The ground was quite basic, having only small earth banks around the major part of its circumference. These banks were topped by bushes known to the supporters as "The Jungle". When Croydon Common took over The Nest there was a small stand with seats on the northern side of the ground, but this burned down shortly afterwards. A new stand, significantly longer than the previous one (approximately 75 metres long), was erected to replace it. This stand consisted of an elevated tier with seven rows of seating, achieving an approximate capacity of 1500 seats, and a small standing paddock at the front. The roof had a small triangular white painted gable in its centre. In addition to the dressing rooms, there were a number of stores, rooms and offices under this grandstand. A cinder athletics track ran around the pitch.

The name of "The Nest" came about because the first club to occupy it were Croydon Common – they wore red shirts and were nicknamed "The Robins", hence their ground being known as "The Nest". It typically held a maximum of 20,000 supporters. The Robins were wound up in 1917.

==Crystal Palace==
The club moved to The Nest in 1918, having spent four years at the Herne Hill Athletics Stadium and gained promotion in the 1920–21 season by winning the Division Three championship (later to become known as Division 3 (South)). There is no connection between the Crystal Palace nickname 'The Eagles' and the name of this former ground – the nickname only coming about in the 1970s via the flamboyant manager Malcolm Allison.

In 1924, the club bought a new state-of-the-art ground, Selhurst Park, which would be their home into the next century. Crystal Palace then sublet the ground to Tramways F.C., a railway workers football club.

During the time that Crystal Palace played league football at The Nest, it was common for many spectators to purchase a platform ticket at the adjoining Selhurst Station, and watch matches from Platform 1, as this was cheaper than the match admission price and afforded an elevated clear view of all of the ground.

The site of The Nest is now a train depot for the rail company Southern. The only confirmed remaining trace of the ground is the front boundary wall along Selhurst Road, opposite the railway station.
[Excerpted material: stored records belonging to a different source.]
/// Invalid-argument failures. Everything else the engine treats as a soft
/// no-op: clears, unlocks, and vacates of unknown targets do nothing.
#[derive(Debug, Error, PartialEq, Eq)]
pub enum OccupancyError {
    /// The tree is authoritative; triggers and locks must name a known
    /// Location.
    #[error("unknown location: {0}")]
    UnknownLocation(LocationId),
    #[error("source id must not be empty")]
    EmptySourceId,
    /// `child:` sources are reserved for propagation.
    #[error("source id uses the reserved child: prefix: {0}")]
    ReservedSourceId(SourceId),
}

#[derive(Default)]
pub struct OccupancyEngine {
    pub(crate) runtime: HashMap<LocationId, LocationRuntime>,
    pub(crate) configs: HashMap<LocationId, OccupancyConfig>,
    default_config: OccupancyConfig,
}
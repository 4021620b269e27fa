// SPDX-License-Identifier: BUSL-1.1
// Copyright (c) 2026 Alfred Jean LLC

//! Per-Location occupancy config.
//!
//! Stored as an opaque versioned blob on the Location; this module owns the
//! schema and its migrations. Unknown versions fail closed: the wrapper
//! falls back to defaults and logs a warning.

use hearth_core::EntityId;
use serde::{Deserialize, Serialize};
use std::time::Duration;
use thiserror::Error;

/// Module id keying the config blob on a Location.
pub const MODULE_ID: &str = "occupancy";

/// Current config schema version.
pub const CURRENT_CONFIG_VERSION: u32 = 1;

#[derive(Debug, Error)]
pub enum ConfigError {
    #[error("unsupported config version: {0}")]
    UnsupportedVersion(u32),
    #[error("invalid config: {0}")]
    Invalid(#[from] serde_json::Error),
}

/// How a Location derives its occupancy.
#[derive(Debug, Clone, Copy, PartialEq, Eq, Default, Serialize, Deserialize)]
#[serde(rename_all = "snake_case")]
pub enum OccupancyStrategy {
    /// Driven by its own contribution set.
    #[default]
    Independent,
    /// Mirrors the parent; direct trigger/clear events are dropped.
    FollowParent,
}

hearth_core::simple_display! {
    OccupancyStrategy {
        Independent => "independent",
        FollowParent => "follow_parent",
    }
}

#[derive(Debug, Clone, PartialEq, Eq, Serialize, Deserialize)]
pub struct OccupancyConfig {
    #[serde(rename = "v", default = "default_version")]
    pub version: u32,
    /// Applied to a trigger with no explicit or per-entity timeout.
    #[serde(with = "duration_secs", default = "default_timeout")]
    pub default_timeout: Duration,
    /// Applied to a clear with no explicit trailing window.
    #[serde(with = "duration_secs", default = "default_trailing_timeout")]
    pub default_trailing_timeout: Duration,
    #[serde(default)]
    pub occupancy_strategy: OccupancyStrategy,
    /// Whether this Location's occupancy places a synthetic contribution
    /// on its parent. Ignored for followers.
    #[serde(default = "default_true")]
    pub contributes_to_parent: bool,
}

fn default_version() -> u32 {
    CURRENT_CONFIG_VERSION
}

fn default_timeout() -> Duration {
    Duration::from_secs(300)
}

fn default_trailing_timeout() -> Duration {
    Duration::from_secs(120)
}

fn default_true() -> bool {
    true
}

impl Default for OccupancyConfig {
    fn default() -> Self {
        Self {
            version: CURRENT_CONFIG_VERSION,
            default_timeout: default_timeout(),
            default_trailing_timeout: default_trailing_timeout(),
            occupancy_strategy: OccupancyStrategy::default(),
            contributes_to_parent: true,
        }
    }
}

impl OccupancyConfig {
    /// Parse a stored blob, migrating older schema versions forward.
    ///
    /// A missing `v` reads as version 1. Versions newer than
    /// [`CURRENT_CONFIG_VERSION`] are rejected.
    pub fn migrate(value: &serde_json::Value) -> Result<Self, ConfigError> {
        let version = value.get("v").and_then(|v| v.as_u64()).unwrap_or(1) as u32;
        match version {
            1 => Ok(serde_json::from_value(value.clone())?),
            other => Err(ConfigError::UnsupportedVersion(other)),
        }
    }

    pub fn follows_parent(&self) -> bool {
        self.occupancy_strategy == OccupancyStrategy::FollowParent
    }
}

/// Host-owned per-entity timeout overrides.
///
/// Sits between an explicit timeout parameter and the Location default:
/// explicit > policy > `default_timeout`.
pub trait TimeoutPolicy: Send + Sync {
    /// Timeout for a trigger originating from this entity; `None` defers
    /// to the Location default.
    fn timeout_for(&self, entity: &EntityId) -> Option<Duration>;
}

mod duration_secs {
    use serde::{Deserialize, Deserializer, Serialize, Serializer};
    use std::time::Duration;

    pub fn serialize<S: Serializer>(duration: &Duration, s: S) -> Result<S::Ok, S::Error> {
        duration.as_secs().serialize(s)
    }

    pub fn deserialize<'de, D: Deserializer<'de>>(d: D) -> Result<Duration, D::Error> {
        let secs = u64::deserialize(d)?;
        Ok(Duration::from_secs(secs))
    }
}

#[cfg(test)]
#[path = "config_tests.rs"]
mod tests;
There is some conjecture amongst historians regarding whether or not the shell of the grandstand remains (minus its original roof), as a brick building operating as stores for the railway depot exists in the same position (in which the number of rooms within this building matches exactly the number of rooms under the grandstand as described on the football club leases). This building also displays an interesting feature on its side walls, namely possible steps from what would have been the seating tier. This structure curiously also possesses a quite substantial chimney, which would have to have been subsequently added.